Flow-accelerated corrosion, also known as flow-assisted corrosion, is a corrosion mechanism in which a normally protective oxide layer on a metal surface dissolves in a fast flowing water. The underlying metal corrodes to re-create the oxide, and thus the metal loss continues.
By definition, the rate of FAC depends on the flow velocity. FAC often affects carbon steel piping carrying ultra-pure, deoxygenated water or wet steam. Stainless steel does not suffer from FAC. FAC of carbon steel halts in the presence of small amount of oxygen dissolved in water. FAC rates rapidly decrease with increasing water pH.
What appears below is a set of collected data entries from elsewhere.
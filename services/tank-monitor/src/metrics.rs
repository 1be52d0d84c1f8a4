//! Prometheus metrics exposition
//!
//! Library crates emit through the `metrics` facade:
//!
//! - `portal_logins_total` (counter): label `outcome`
//! - `portal_reauth_total` (counter)
//! - `portal_calls_total` (counter): label `outcome`
//! - `tank_refresh_total` (counter): label `outcome`
//! - `tank_refresh_duration_seconds` (histogram)
//!
//! This module installs the recorder and publishes the numeric readings of
//! every snapshot as `tank_reading` gauges labelled by `account` and `reading`.
//! A reading missing from a later snapshot is published as NaN.

use std::collections::BTreeSet;
use std::sync::Arc;

use metrics_exporter_prometheus::{BuildError, Matcher, PrometheusBuilder, PrometheusHandle};
use tank_poller::{PollingCoordinator, READINGS, Snapshot};
use tokio::task::JoinHandle;

/// Refresh duration buckets, 50ms to the default 30s request timeout and beyond.
const REFRESH_BUCKETS: &[f64] = &[0.05, 0.1, 0.25, 0.5, 1.0, 2.5, 5.0, 10.0, 30.0, 60.0];

fn builder() -> Result<PrometheusBuilder, BuildError> {
    PrometheusBuilder::new().set_buckets_for_metric(
        Matcher::Full("tank_refresh_duration_seconds".to_string()),
        REFRESH_BUCKETS,
    )
}

/// Install the Prometheus recorder and return a handle for rendering metrics.
pub fn install_recorder() -> PrometheusHandle {
    builder()
        .expect("failed to set histogram buckets")
        .install_recorder()
        .expect("failed to install Prometheus recorder")
}

/// Set one gauge per numeric reading in the snapshot.
///
/// `published` holds the keys this account has gauges for. A key that was
/// published before but has no value now is set to NaN.
pub fn publish_readings(account: &str, snapshot: &Snapshot, published: &mut BTreeSet<&'static str>) {
    for descriptor in READINGS {
        let value = match descriptor.value(snapshot).and_then(|v| v.as_f64()) {
            Some(value) => {
                published.insert(descriptor.key);
                value
            }
            None if published.contains(descriptor.key) => f64::NAN,
            None => continue,
        };
        metrics::gauge!(
            "tank_reading",
            "account" => account.to_string(),
            "reading" => descriptor.key
        )
        .set(value);
    }
}

/// Publish gauges for every snapshot the coordinator produces.
pub fn spawn_gauge_publisher(coordinator: Arc<PollingCoordinator>) -> JoinHandle<()> {
    let mut rx = coordinator.subscribe();
    tokio::spawn(async move {
        let mut published = BTreeSet::new();
        while rx.changed().await.is_ok() {
            let snapshot = rx.borrow_and_update().clone();
            if let Some(snapshot) = snapshot {
                publish_readings(coordinator.account(), &snapshot, &mut published);
            }
        }
    })
}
FAC has to be distinguished from erosion corrosion because the fundamental mechanisms for the two corrosion modes are different. FAC does not involve impingement of particles, bubbles, or cavitation which cause the mechanical wear on the surface. By contrast to mechanical erosion, FAC involves dissolution of normally poorly soluble oxide by combined electrochemical, water chemistry and mass-transfer phenomena. Nevertheless, the terms FAC and erosion are sometimes used interchangeably because the actual mechanism may, in some cases, be unclear.
FAC was the cause of several high-profile accidents in power plants, for example, a rupture of a high-pressure condensate line in Virginia Power's Surry nuclear plant in 1986, that resulted in four fatalities and four injuries.